* _About this task_
Check each line of the data below for the string "NodeKind", then report how many lines have it and nothing else.

* _Raw data_
#####

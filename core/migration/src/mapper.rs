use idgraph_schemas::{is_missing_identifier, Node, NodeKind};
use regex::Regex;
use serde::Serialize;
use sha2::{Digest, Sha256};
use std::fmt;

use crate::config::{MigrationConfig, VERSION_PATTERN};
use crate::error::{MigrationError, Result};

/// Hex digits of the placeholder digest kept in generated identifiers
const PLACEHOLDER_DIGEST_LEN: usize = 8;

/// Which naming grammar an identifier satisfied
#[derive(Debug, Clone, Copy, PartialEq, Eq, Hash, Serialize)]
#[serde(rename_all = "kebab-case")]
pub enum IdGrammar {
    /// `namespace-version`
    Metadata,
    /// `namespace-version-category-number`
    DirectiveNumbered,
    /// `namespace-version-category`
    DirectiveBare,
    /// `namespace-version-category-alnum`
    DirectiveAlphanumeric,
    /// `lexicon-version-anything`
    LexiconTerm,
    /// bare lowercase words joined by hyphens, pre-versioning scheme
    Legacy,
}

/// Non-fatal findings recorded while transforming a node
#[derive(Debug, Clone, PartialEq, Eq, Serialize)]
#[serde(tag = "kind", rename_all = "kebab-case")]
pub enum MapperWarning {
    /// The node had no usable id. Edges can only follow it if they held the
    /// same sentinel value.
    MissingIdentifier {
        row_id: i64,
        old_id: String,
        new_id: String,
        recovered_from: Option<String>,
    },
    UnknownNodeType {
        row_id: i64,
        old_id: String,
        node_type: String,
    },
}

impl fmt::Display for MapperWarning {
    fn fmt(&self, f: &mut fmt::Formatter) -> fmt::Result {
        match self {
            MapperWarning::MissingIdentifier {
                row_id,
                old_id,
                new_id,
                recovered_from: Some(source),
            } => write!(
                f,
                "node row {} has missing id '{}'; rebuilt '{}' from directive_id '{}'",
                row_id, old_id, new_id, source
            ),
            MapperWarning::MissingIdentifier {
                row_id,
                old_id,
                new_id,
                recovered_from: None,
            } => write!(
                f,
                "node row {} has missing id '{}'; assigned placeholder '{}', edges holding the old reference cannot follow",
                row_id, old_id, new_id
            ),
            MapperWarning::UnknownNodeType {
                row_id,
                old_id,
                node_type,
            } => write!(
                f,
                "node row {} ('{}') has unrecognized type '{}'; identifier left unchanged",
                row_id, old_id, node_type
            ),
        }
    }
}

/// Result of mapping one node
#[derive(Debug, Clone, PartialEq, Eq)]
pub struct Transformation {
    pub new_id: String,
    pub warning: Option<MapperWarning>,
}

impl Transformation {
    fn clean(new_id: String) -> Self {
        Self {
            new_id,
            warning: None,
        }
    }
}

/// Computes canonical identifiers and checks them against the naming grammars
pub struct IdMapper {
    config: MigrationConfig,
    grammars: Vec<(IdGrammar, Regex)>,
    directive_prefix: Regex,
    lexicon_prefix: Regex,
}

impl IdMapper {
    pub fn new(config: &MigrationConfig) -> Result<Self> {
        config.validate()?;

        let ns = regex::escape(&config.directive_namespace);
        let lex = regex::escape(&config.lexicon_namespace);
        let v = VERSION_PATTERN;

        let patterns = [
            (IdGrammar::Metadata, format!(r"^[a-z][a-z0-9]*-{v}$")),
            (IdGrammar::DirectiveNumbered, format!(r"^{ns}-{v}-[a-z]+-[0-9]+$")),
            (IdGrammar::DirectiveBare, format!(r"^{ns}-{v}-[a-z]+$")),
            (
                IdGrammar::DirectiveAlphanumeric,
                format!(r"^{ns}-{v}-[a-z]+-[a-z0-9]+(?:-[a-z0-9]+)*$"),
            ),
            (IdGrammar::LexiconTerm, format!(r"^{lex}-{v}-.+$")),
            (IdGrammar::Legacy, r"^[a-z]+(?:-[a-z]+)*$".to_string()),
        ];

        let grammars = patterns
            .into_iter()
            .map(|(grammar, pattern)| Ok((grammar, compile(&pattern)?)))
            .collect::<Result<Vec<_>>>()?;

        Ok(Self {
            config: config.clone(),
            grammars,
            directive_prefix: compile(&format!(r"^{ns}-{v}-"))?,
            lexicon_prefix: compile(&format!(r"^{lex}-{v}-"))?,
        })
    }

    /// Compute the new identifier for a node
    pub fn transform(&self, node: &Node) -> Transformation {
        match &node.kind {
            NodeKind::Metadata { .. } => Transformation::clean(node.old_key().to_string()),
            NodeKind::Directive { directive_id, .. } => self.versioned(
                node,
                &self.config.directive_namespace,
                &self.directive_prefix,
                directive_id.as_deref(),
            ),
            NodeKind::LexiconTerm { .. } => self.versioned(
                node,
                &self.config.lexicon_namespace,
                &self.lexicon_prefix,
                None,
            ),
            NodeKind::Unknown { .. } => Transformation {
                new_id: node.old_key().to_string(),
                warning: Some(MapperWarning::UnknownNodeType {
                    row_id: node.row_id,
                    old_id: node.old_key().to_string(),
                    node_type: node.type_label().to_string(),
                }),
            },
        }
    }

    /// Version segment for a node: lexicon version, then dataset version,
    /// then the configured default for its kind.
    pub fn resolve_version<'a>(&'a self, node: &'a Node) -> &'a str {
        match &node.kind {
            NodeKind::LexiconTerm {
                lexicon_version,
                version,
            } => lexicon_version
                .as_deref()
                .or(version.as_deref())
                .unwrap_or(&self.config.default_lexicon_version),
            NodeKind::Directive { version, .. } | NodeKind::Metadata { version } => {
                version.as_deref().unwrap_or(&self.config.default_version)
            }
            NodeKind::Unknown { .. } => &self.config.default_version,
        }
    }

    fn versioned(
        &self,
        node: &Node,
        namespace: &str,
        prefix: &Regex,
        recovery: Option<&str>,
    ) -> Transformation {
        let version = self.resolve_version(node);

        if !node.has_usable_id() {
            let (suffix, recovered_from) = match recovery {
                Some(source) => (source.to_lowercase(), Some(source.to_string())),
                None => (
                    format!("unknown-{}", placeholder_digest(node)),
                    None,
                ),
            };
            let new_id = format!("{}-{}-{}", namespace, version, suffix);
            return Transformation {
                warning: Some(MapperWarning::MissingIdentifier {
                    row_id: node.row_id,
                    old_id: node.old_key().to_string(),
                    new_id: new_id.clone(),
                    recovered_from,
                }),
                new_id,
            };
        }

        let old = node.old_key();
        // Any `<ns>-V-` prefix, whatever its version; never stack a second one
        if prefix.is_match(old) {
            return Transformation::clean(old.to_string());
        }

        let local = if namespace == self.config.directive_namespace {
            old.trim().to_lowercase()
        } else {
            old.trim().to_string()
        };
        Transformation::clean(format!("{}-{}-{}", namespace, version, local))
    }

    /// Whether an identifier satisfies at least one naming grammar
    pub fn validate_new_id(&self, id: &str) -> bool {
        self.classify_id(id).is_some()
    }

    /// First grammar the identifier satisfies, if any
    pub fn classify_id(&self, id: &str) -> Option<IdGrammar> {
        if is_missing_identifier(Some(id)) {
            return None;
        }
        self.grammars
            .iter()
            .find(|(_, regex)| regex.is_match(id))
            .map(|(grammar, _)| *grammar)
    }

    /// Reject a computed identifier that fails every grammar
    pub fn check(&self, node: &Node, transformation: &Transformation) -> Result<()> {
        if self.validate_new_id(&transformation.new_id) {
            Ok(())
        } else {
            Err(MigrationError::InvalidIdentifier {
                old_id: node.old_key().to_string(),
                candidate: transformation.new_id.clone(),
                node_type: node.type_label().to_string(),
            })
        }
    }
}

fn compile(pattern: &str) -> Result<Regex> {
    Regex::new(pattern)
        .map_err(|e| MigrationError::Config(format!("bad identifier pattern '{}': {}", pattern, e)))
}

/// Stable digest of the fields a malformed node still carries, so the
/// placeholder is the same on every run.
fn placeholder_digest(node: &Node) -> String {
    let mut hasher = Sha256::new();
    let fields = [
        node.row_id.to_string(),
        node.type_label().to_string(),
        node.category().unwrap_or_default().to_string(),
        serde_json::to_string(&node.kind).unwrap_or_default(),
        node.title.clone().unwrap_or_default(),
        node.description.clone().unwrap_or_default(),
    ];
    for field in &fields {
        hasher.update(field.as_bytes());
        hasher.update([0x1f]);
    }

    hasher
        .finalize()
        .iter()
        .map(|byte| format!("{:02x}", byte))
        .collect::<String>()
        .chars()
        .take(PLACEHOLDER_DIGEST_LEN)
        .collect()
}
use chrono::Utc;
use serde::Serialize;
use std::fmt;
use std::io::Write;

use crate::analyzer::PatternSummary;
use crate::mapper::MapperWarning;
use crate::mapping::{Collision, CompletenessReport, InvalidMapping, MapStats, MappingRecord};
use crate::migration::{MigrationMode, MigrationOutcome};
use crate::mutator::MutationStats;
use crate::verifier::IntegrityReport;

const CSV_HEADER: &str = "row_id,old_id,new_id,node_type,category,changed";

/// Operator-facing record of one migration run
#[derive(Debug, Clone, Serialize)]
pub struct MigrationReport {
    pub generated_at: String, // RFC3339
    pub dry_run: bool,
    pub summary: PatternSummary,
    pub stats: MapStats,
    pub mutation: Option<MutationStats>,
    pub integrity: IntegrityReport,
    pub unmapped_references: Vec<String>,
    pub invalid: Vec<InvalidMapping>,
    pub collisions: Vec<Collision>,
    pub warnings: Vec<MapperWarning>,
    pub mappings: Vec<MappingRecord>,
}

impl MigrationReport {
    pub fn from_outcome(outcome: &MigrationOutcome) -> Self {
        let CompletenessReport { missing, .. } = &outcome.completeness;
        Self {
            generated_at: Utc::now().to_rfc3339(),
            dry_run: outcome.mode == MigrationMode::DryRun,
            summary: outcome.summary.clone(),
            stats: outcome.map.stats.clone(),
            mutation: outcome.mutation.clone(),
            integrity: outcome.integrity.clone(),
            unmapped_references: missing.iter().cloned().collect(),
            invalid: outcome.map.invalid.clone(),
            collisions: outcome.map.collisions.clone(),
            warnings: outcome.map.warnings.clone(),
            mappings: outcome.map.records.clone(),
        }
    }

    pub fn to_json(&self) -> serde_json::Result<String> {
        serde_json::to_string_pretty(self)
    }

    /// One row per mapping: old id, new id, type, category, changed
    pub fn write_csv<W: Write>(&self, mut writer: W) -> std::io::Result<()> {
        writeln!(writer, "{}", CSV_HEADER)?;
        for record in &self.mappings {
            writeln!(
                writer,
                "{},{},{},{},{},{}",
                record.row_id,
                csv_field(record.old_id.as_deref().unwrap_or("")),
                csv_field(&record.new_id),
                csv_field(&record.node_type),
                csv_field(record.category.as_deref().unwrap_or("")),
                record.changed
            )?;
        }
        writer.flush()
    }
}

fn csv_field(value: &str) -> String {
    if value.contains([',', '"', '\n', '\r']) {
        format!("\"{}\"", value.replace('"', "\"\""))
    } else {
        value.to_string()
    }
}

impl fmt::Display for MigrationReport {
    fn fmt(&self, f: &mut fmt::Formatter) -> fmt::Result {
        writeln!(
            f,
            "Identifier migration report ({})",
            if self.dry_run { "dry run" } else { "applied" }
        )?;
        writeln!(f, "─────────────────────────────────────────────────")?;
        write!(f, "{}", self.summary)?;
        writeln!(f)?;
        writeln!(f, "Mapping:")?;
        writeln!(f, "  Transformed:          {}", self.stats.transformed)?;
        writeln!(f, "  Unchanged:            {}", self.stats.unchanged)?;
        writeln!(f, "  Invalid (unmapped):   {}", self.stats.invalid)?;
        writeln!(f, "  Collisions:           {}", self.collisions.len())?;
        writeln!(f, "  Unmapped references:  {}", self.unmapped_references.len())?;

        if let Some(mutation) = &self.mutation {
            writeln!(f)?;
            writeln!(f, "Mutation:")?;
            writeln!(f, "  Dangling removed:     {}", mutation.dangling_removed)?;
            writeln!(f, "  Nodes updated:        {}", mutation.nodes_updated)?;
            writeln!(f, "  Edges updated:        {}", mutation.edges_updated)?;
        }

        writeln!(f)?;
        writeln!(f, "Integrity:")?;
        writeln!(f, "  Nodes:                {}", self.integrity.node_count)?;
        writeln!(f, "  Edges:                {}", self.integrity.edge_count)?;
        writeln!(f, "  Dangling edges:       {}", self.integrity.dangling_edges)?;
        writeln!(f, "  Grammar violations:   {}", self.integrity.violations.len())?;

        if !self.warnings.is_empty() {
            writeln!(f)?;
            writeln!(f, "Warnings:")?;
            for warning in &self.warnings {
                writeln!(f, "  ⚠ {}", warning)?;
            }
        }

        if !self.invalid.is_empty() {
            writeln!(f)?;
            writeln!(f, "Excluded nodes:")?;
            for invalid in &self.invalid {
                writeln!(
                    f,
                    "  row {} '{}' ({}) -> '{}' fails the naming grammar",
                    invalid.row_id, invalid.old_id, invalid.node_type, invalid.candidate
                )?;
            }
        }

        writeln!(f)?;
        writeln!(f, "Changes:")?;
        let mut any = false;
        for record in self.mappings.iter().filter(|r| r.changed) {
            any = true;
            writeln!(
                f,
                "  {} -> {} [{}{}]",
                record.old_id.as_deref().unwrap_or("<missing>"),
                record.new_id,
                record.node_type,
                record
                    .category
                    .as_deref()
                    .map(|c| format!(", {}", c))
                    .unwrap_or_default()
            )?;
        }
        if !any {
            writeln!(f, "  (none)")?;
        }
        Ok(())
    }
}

#####

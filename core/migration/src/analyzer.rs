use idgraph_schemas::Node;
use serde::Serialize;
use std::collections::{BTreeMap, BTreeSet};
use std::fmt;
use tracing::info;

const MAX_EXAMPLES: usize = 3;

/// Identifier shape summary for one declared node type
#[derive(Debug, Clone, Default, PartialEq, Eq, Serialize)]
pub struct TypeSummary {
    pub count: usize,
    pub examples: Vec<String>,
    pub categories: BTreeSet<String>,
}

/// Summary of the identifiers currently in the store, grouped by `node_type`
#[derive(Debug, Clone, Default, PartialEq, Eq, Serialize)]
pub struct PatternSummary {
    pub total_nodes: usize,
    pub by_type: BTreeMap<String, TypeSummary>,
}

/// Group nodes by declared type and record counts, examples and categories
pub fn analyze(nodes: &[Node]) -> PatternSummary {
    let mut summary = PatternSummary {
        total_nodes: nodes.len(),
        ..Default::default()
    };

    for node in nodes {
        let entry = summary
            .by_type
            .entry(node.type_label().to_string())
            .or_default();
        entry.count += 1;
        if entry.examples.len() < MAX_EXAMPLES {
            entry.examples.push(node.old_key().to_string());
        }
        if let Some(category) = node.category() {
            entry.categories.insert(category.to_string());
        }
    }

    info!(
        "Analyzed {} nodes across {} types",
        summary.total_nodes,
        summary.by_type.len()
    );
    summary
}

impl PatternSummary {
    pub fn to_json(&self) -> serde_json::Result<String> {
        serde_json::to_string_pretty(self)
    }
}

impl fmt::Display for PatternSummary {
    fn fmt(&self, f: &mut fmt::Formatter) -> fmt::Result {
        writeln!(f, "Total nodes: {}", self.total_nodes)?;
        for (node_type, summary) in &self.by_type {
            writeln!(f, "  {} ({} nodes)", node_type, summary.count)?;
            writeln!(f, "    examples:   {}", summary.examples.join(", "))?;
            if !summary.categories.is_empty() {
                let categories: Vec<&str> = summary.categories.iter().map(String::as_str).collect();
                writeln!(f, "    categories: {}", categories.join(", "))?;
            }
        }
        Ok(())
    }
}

#####

* _Output of the exercise_
8